Call for Submissions: Voices of Hybrid and Online Teaching and Learning

Columbia graduate students are invited to submit their perspectives and experiences on hybrid/HyFlex or online teaching and learning during the pandemic. Submissions can be text-based, audio, or short video recordings. The CTL would like to highlight the amazing work that instructors and students are doing to adapt and succeed during this unprecedented academic year. We hope that by sharing our experiences with one another, we may be informed and inspired in our own practice. 

The CTL will feature submissions on the CTL website, spotlight in weekly newsletters and social media campaigns, and showcase during the 2021 Celebration of Teaching and Learning. We invite a first round of submissions now through November 20, 2020, though submissions will be accepted on an ongoing basis throughout the academic year.

CTLgrads Journal Club

This week’s CTLgrads Journal Club will be offered in a HyFlex format! This means you can join us either in person in Chandler 402 (with protective face coverings) or virtually via Zoom.

We are hosting this session in the HyFlex modality in order to showcase the HyFlex learning environment and the spaces available at Columbia to teach in this modality. At this session, we will continue our conversation about the impacts of online and physical spaces on student learning and apply our readings to the experience of participating in a HyFlex session. 

Participants are expected to have read the following papers in order to contribute to and learn from the journal club’s discussions: 

  • Choi, H., Merriënboer, J., and Paas, F. (2014). Effects of the physical environment on cognitive load and learning: Toward a new model of cognitive load. Educational Psychology Review 26, 225-254.
  • Beatty, B.J. (2019). Teaching a Hybrid-Flexible Course: The Faculty Experience in HyFlex. In B. J. Beatty (Ed.), Hybrid-Flexible Course Design.
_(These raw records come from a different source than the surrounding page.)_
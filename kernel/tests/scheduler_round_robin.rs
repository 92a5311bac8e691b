//! Scheduler Integration Tests
//!
//! Drives one simulated core through the kernel context: round-robin
//! rotation, the sleep queue and timer-driven wakes.

use keel_kernel::sim::SimPlatform;
use keel_kernel::{Kernel, KernelConfig, KernelError, Priority, TaskId};

/// One started core whose cleanup task has already parked itself
fn boot(timeslice_ms: u64, tasks: usize) -> (Kernel<SimPlatform>, Vec<TaskId>) {
    let mut config = KernelConfig::with_cores(1);
    config.timeslice_ms = timeslice_ms;
    let kernel = Kernel::new(config, SimPlatform::new(1), &[0]).unwrap();
    kernel.bring_up_core().unwrap();
    let ids = (0..tasks)
        .map(|n| {
            kernel
                .spawn_kernel_task("worker", 0x10_0000 + n as u64 * 0x1000, Priority::Other)
                .unwrap()
        })
        .collect();
    kernel.start_scheduler().unwrap();
    kernel.park_cleanup_task().unwrap();
    (kernel, ids)
}

fn idle(kernel: &Kernel<SimPlatform>) -> TaskId {
    kernel.inspect(0, |s| s.idle_task()).unwrap().unwrap()
}

#[test]
fn test_three_tasks_cycle_in_order() {
    let (kernel, ids) = boot(10, 3);
    let (a, b, c) = (ids[0], ids[1], ids[2]);
    assert_eq!(kernel.current_task(), Some(a));

    let mut order = Vec::new();
    for _ in 0..6 {
        kernel.notify_timeslice_expired().unwrap();
        order.push(kernel.current_task().unwrap());
    }
    assert_eq!(order, [b, c, a, b, c, a]);

    let metrics = kernel.metrics().snapshot();
    assert_eq!(metrics.timer_ticks, 6);
    assert_eq!(metrics.preemptions, 6);
}

#[test]
fn test_single_task_keeps_running() {
    let (kernel, ids) = boot(10, 1);
    let before = kernel.platform().switches().len();
    for _ in 0..5 {
        kernel.notify_timeslice_expired().unwrap();
        assert_eq!(kernel.current_task(), Some(ids[0]));
    }
    assert_eq!(kernel.platform().switches().len(), before);
}

#[test]
fn test_sleepers_are_ordered_by_wake_time() {
    let (kernel, ids) = boot(1, 3);
    let (a, b, c) = (ids[0], ids[1], ids[2]);

    kernel.sleep_current_task(100).unwrap();
    assert_eq!(kernel.current_task(), Some(b));
    kernel.sleep_current_task(50).unwrap();
    assert_eq!(kernel.current_task(), Some(c));
    kernel.sleep_current_task(75).unwrap();
    assert_eq!(kernel.current_task(), Some(idle(&kernel)));

    let sleepers: Vec<TaskId> = kernel
        .inspect(0, |s| {
            s.blocked_tasks()
                .into_iter()
                .filter(|id| Some(*id) != s.cleanup_task())
                .collect()
        })
        .unwrap();
    assert_eq!(sleepers, [b, c, a]);
    assert_eq!(kernel.metrics().snapshot().sleeps, 3);
}

#[test]
fn test_sleepers_wake_exactly_on_time() {
    let (kernel, ids) = boot(1, 3);
    let (a, b, c) = (ids[0], ids[1], ids[2]);
    kernel.sleep_current_task(100).unwrap();
    kernel.sleep_current_task(50).unwrap();
    kernel.sleep_current_task(75).unwrap();

    for (task, wake_time) in [(b, 50), (c, 75), (a, 100)] {
        while kernel.inspect(0, |s| s.elapsed_ms()).unwrap() < wake_time - 1 {
            kernel.notify_timeslice_expired().unwrap();
        }
        assert!(!kernel.inspect(0, |s| s.is_ready(task)).unwrap());

        kernel.notify_timeslice_expired().unwrap();
        assert!(kernel.inspect(0, |s| s.is_ready(task)).unwrap());
        assert_eq!(kernel.current_task(), Some(task));

        // Back to sleep for good so the next sleeper is observed from idle
        kernel.sleep_current_task(1_000_000).unwrap();
    }
}

#[test]
fn test_wake_cuts_sleep_short() {
    let (kernel, ids) = boot(10, 1);
    kernel.sleep_current_task(10_000).unwrap();
    assert_eq!(kernel.current_task(), Some(idle(&kernel)));

    assert_eq!(kernel.wake_task(ids[0]), Ok(true));
    assert_eq!(kernel.current_task(), Some(ids[0]));
    assert_eq!(kernel.wake_task(ids[0]), Ok(false));
}

#[test]
fn test_idle_task_cannot_sleep() {
    let (kernel, _) = boot(10, 0);
    assert_eq!(kernel.current_task(), Some(idle(&kernel)));
    assert_eq!(
        kernel.sleep_current_task(10),
        Err(KernelError::NoCurrentTask)
    );
}

#[test]
fn test_priority_change_moves_core_load() {
    let (kernel, ids) = boot(10, 2);
    assert_eq!(kernel.core(0).unwrap().load(), 2 * Priority::Other.weight());
    kernel.change_priority(ids[1], Priority::Input).unwrap();
    assert_eq!(
        kernel.core(0).unwrap().load(),
        Priority::Other.weight() + Priority::Input.weight()
    );
}
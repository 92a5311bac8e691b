//! Contracts for the collaborators the scheduler core consumes
//!
//! Paging, allocators, interrupt controllers and timers live outside this
//! crate. The core only talks to them through these traits, which keeps it
//! testable on the host against the `sim` feature's simulation.

pub mod addrspace;
pub mod heap;
pub mod platform;

pub use addrspace::{AddressSpace, PageFlags};
pub use heap::{GlobalHeap, Heap};
pub use platform::{EntryPoints, InterruptGuard, Platform, SwitchFrame, TimerMode};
Open Scholars Press.

Date: Tuesday, November 10
Time: 1:10–2:25 PM
Location: Chandler 402 (with protective face coverings) or virtually via Zoom.

LTF Event: How to Teach Undergrads Academic Writing

Academic writing is one of the most important parts of a historian’s profession and an important element of his/her teaching. Yet, we pay little attention to teaching our students writing. This event will start a discussion about investing more effort in teaching academic writing and engaging students in the process of creating a written piece. It will provide TAs strategies for taking control of teaching undergraduates academic writing, for example through scaffolding low-stakes assessments, assigning peer review, paper drafts, and annotated bibliographies.